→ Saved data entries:
use std::fmt;

use crate::geometry::{BooleanOp, Boundary};

/// Stable identifier of a shape. Never reused within a registry's lifetime.
#[derive(Debug, Clone, Copy, PartialEq, Eq, PartialOrd, Ord, Hash)]
pub struct ShapeId(pub u64);

impl fmt::Display for ShapeId {
    fn fmt(&self, f: &mut fmt::Formatter<'_>) -> fmt::Result {
        write!(f, "#{}", self.0)
    }
}

/// How a shape came to exist.
#[derive(Debug, Clone, Copy, PartialEq, Eq)]
pub enum Provenance {
    Primitive,
    Union,
    Intersection,
    Difference,
}

impl Provenance {
    /// Display label used for generated names.
    #[must_use]
    pub fn label(self) -> &'static str {
        match self {
            Provenance::Primitive => "Primitive",
            Provenance::Union => "Union",
            Provenance::Intersection => "Intersection",
            Provenance::Difference => "Difference",
        }
    }
}

impl From<BooleanOp> for Provenance {
    fn from(op: BooleanOp) -> Self {
        match op {
            BooleanOp::Union => Provenance::Union,
            BooleanOp::Intersection => Provenance::Intersection,
            BooleanOp::Difference => Provenance::Difference,
        }
    }
}

/// A named boundary held by the registry.
#[derive(Debug, Clone)]
pub struct ShapeRecord {
    /// Stable key.
    pub id: ShapeId,
    /// Display name, e.g. `"Rectangle 0"`.
    pub name: String,
    /// The region outline.
    pub boundary: Boundary,
    /// Primitive or the boolean operation that produced it.
    pub provenance: Provenance,
}
//! Builds a channel with a cylindrical obstacle, meshes it and prints
//! finite-volume statistics.
//!
//! Usage:
//! ```text
//! cargo run --example domain              # one refinement pass
//! cargo run --example domain -- 3         # three refinement passes
//! RUST_LOG=fvdomain=debug cargo run --example domain
//! ```

use fvdomain::geometry::{Circle, Rectangle};
use fvdomain::{Domain, FvError};

fn main() -> Result<(), FvError> {
    // Default: WARN for everything, INFO for fvdomain.
    let env_filter = tracing_subscriber::EnvFilter::from_default_env()
        .add_directive(tracing_subscriber::filter::LevelFilter::WARN.into())
        .add_directive("fvdomain=info".parse().unwrap_or_default())
        .add_directive("domain=info".parse().unwrap_or_default());
    tracing_subscriber::fmt().with_env_filter(env_filter).init();

    let passes = std::env::args()
        .nth(1)
        .and_then(|arg| arg.parse::<usize>().ok())
        .unwrap_or(1);

    let mut domain = Domain::new()?;
    let channel = domain.add_rectangle(Rectangle::new(10.0, 5.0))?;
    let obstacle = domain.add_circle(Circle::new(1.0).at(-2.0, 0.0))?;
    let fluid = domain.difference(channel, obstacle)?;

    let record = domain.record(fluid)?;
    tracing::info!(name = %record.name, area = record.boundary.area(), "domain built");

    domain.generate()?;
    if passes > 0 {
        domain.refine(passes)?;
    }

    let mesh = domain.half_edge_mesh()?;
    let boundary_vertices = mesh
        .vertex_ids()
        .filter(|&v| mesh.is_boundary(v).unwrap_or(false))
        .count();
    let max_degree = mesh
        .vertex_ids()
        .filter_map(|v| mesh.degree(v).ok())
        .max()
        .unwrap_or(0);

    tracing::info!(
        vertices = mesh.vertex_count(),
        cells = mesh.face_count(),
        boundary_vertices,
        boundary_loops = mesh.boundary_loops().len(),
        max_degree,
        total_volume = mesh.total_volume(),
        "mesh ready"
    );
    Ok(())
}
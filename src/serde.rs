//! Serde support for `Decimal`.
//!
//! Human-readable: the toSci string (e.g., "-12.34", "1.5E+10", "Inf").
//! Binary: the tuple (negative, infinite, scale, coefficient bytes LE).
//!
//! Precision, rounding mode, and accuracy are operation context, not
//! value, and are not serialized; a deserialized value adopts the
//! precision of its digits, like a fresh parse.
//!
//! Enable with crate feature `serde`.

// Note: this file is compiled as the `serde` module.
// Avoid name collisions with the external serde crate.
use ::serde as serde_crate;

use alloc::string::{String, ToString};
use alloc::vec::Vec;
use core::fmt;
use core::str::FromStr;

use num_bigint::BigUint;

use crate::Decimal;

use self::serde_crate::ser::SerializeTuple;
use self::serde_crate::{de, Deserialize, Deserializer, Serialize, Serializer};

// -------- Serialize --------

impl Serialize for Decimal {
    fn serialize<Ser>(&self, serializer: Ser) -> Result<Ser::Ok, Ser::Error>
    where
        Ser: Serializer,
    {
        if serializer.is_human_readable() {
            // e.g. "-12.34" in canonical toSci form.
            serializer.serialize_str(&self.to_string())
        } else {
            let mut t = serializer.serialize_tuple(4)?;
            t.serialize_element(&self.signbit())?;
            t.serialize_element(&self.is_infinite())?;
            t.serialize_element(&self.scale())?;
            t.serialize_element(&self.unscaled().to_bytes_le())?;
            t.end()
        }
    }
}

// -------- Deserialize --------

impl<'de> Deserialize<'de> for Decimal {
    fn deserialize<D>(deserializer: D) -> Result<Self, D::Error>
    where
        D: Deserializer<'de>,
    {
        struct StrVisitor;

        impl<'de> de::Visitor<'de> for StrVisitor {
            type Value = Decimal;

            fn expecting(&self, f: &mut fmt::Formatter) -> fmt::Result {
                f.write_str("a decimal string")
            }

            fn visit_str<E>(self, s: &str) -> Result<Self::Value, E>
            where
                E: de::Error,
            {
                Decimal::from_str(s).map_err(E::custom)
            }
            fn visit_borrowed_str<E>(self, s: &'de str) -> Result<Self::Value, E>
            where
                E: de::Error,
            {
                self.visit_str(s)
            }
            fn visit_string<E>(self, s: String) -> Result<Self::Value, E>
            where
                E: de::Error,
            {
                self.visit_str(&s)
            }
        }

        struct PartsVisitor;

        impl<'de> de::Visitor<'de> for PartsVisitor {
            type Value = Decimal;

            fn expecting(&self, f: &mut fmt::Formatter) -> fmt::Result {
                f.write_str("a (negative, infinite, scale, coefficient bytes) tuple")
            }

            fn visit_seq<A>(self, mut seq: A) -> Result<Self::Value, A::Error>
            where
                A: de::SeqAccess<'de>,
            {
                let negative: bool = seq
                    .next_element()?
                    .ok_or_else(|| de::Error::invalid_length(0, &self))?;
                let infinite: bool = seq
                    .next_element()?
                    .ok_or_else(|| de::Error::invalid_length(1, &self))?;
                let scale: i32 = seq
                    .next_element()?
                    .ok_or_else(|| de::Error::invalid_length(2, &self))?;
                let bytes: Vec<u8> = seq
                    .next_element()?
                    .ok_or_else(|| de::Error::invalid_length(3, &self))?;

                let mut d = Decimal::default();
                if infinite {
                    d.set_inf(negative);
                } else {
                    // prec is 0 here, so load_finite adopts the digit count
                    d.load_finite(negative, BigUint::from_bytes_le(&bytes), scale);
                }
                Ok(d)
            }
        }

        if deserializer.is_human_readable() {
            deserializer.deserialize_str(StrVisitor)
        } else {
            deserializer.deserialize_tuple(4, PartsVisitor)
        }
    }
}

#[cfg(test)]
mod tests {
    use super::*;

    #[test]
    fn json_roundtrip() {
        let x = Decimal::from_str("-12.34").unwrap();
        let s = serde_json::to_string(&x).unwrap();
        assert_eq!(s, "\"-12.34\"");
        let y: Decimal = serde_json::from_str(&s).unwrap();
        assert_eq!(y.cmp_total(&x), core::cmp::Ordering::Equal);
        assert_eq!(y.to_string(), "-12.34");
    }

    #[test]
    fn json_specials() {
        let inf: Decimal = serde_json::from_str("\"-Inf\"").unwrap();
        assert!(inf.is_infinite() && inf.signbit());
        assert_eq!(serde_json::to_string(&inf).unwrap(), "\"-Inf\"");
    }
}
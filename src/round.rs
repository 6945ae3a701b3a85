//! Rounding for `Decimal`.
//
// - `RoundingMode`: the closed set of supported direction attributes.
// - `Accuracy`: how the stored value relates to the exact result.
// - `Decimal::round` (crate-internal): reduce the coefficient to at most
//   `prec` significant digits; the public entry point is `set_prec`.

use core::cmp::Ordering;
use core::fmt;

use num_bigint::BigUint;
use num_integer::Integer;
use num_traits::Zero;

use crate::{digit_len, pow10, Decimal};

/// Rounding modes supported by this crate.
///
/// The dectest `half_down` attribute has no counterpart here; test drivers
/// skip sections that select it.
#[derive(Copy, Clone, Debug, Default, PartialEq, Eq)]
pub enum RoundingMode {
    /// To nearest; ties to the even last-kept digit (bankers' rounding).
    #[default]
    ToNearestEven,
    /// To nearest; ties away from zero.
    ToNearestAway,
    /// Toward zero (truncate).
    ToZero,
    /// Away from zero if there is any discarded remainder.
    AwayFromZero,
    /// Toward -∞ (a.k.a. floor).
    ToNegativeInf,
    /// Toward +∞ (a.k.a. ceiling).
    ToPositiveInf,
}

impl fmt::Display for RoundingMode {
    fn fmt(&self, f: &mut fmt::Formatter<'_>) -> fmt::Result {
        f.write_str(match self {
            RoundingMode::ToNearestEven => "ToNearestEven",
            RoundingMode::ToNearestAway => "ToNearestAway",
            RoundingMode::ToZero => "ToZero",
            RoundingMode::AwayFromZero => "AwayFromZero",
            RoundingMode::ToNegativeInf => "ToNegativeInf",
            RoundingMode::ToPositiveInf => "ToPositiveInf",
        })
    }
}

/// How a stored value relates numerically to the exact result of the most
/// recent operation. For negative values the direction follows numerical
/// order, not magnitude: rounding a negative magnitude up yields `Below`.
#[derive(Copy, Clone, Debug, Default, PartialEq, Eq)]
pub enum Accuracy {
    /// The stored value is less than the exact result.
    Below,
    /// No information was discarded.
    #[default]
    Exact,
    /// The stored value is greater than the exact result.
    Above,
}

impl fmt::Display for Accuracy {
    fn fmt(&self, f: &mut fmt::Formatter<'_>) -> fmt::Result {
        f.write_str(match self {
            Accuracy::Below => "Below",
            Accuracy::Exact => "Exact",
            Accuracy::Above => "Above",
        })
    }
}

impl Decimal {
    // Reduces the coefficient to at most `prec` significant digits under
    // the value's rounding mode, updating `acc` when digits are lost.
    //
    // An increment that lengthens the coefficient (999 -> 1000) loops for
    // one more pass; that pass only drops zeros, so the accuracy decided
    // here survives it. A scale that would leave the i32 range saturates
    // to infinity.
    pub(crate) fn round(&mut self) {
        if self.infinite || self.prec == 0 {
            return;
        }
        loop {
            let digits = digit_len(&self.coeff);
            if digits <= self.prec {
                return;
            }
            let extra = digits - self.prec;

            let scale = i64::from(self.scale) - i64::from(extra);
            if scale < i64::from(i32::MIN) {
                // decimal exponent overflow
                let negative = self.negative;
                self.make_inf(negative);
                self.acc = if negative {
                    Accuracy::Below
                } else {
                    Accuracy::Above
                };
                return;
            }
            self.scale = scale as i32;

            let unit = pow10(extra);
            let (kept, dropped) = self.coeff.div_rem(&unit);
            if dropped.is_zero() {
                self.coeff = kept;
                continue;
            }

            let inc = should_increment(&kept, &dropped, &unit, self.negative, self.mode);
            self.acc = if inc != self.negative {
                Accuracy::Above
            } else {
                Accuracy::Below
            };
            self.coeff = if inc { kept + 1u32 } else { kept };
        }
    }
}

// ---------- helpers ----------

// Decide whether to increment the kept prefix, given the dropped suffix
// (non-zero), its unit 10^extra, the sign, and the mode. The to-nearest
// modes compare the doubled suffix against the unit, which is equivalent
// to inspecting the leading dropped digit.
fn should_increment(
    kept: &BigUint,
    dropped: &BigUint,
    unit: &BigUint,
    is_negative: bool,
    mode: RoundingMode,
) -> bool {
    match mode {
        RoundingMode::ToZero => false,
        RoundingMode::AwayFromZero => true,
        RoundingMode::ToPositiveInf => !is_negative,
        RoundingMode::ToNegativeInf => is_negative,
        RoundingMode::ToNearestAway => (dropped << 1u32) >= *unit,
        RoundingMode::ToNearestEven => {
            let twice = dropped << 1u32;
            match twice.cmp(unit) {
                Ordering::Greater => true,
                Ordering::Less => false,
                // exactly half: increment iff the last kept digit is odd
                Ordering::Equal => kept.is_odd(),
            }
        }
    }
}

→ AIM OF THE TASK: Say the number of lines above that include "Clone", and only that.

→ FINISHED EXERCISE: 5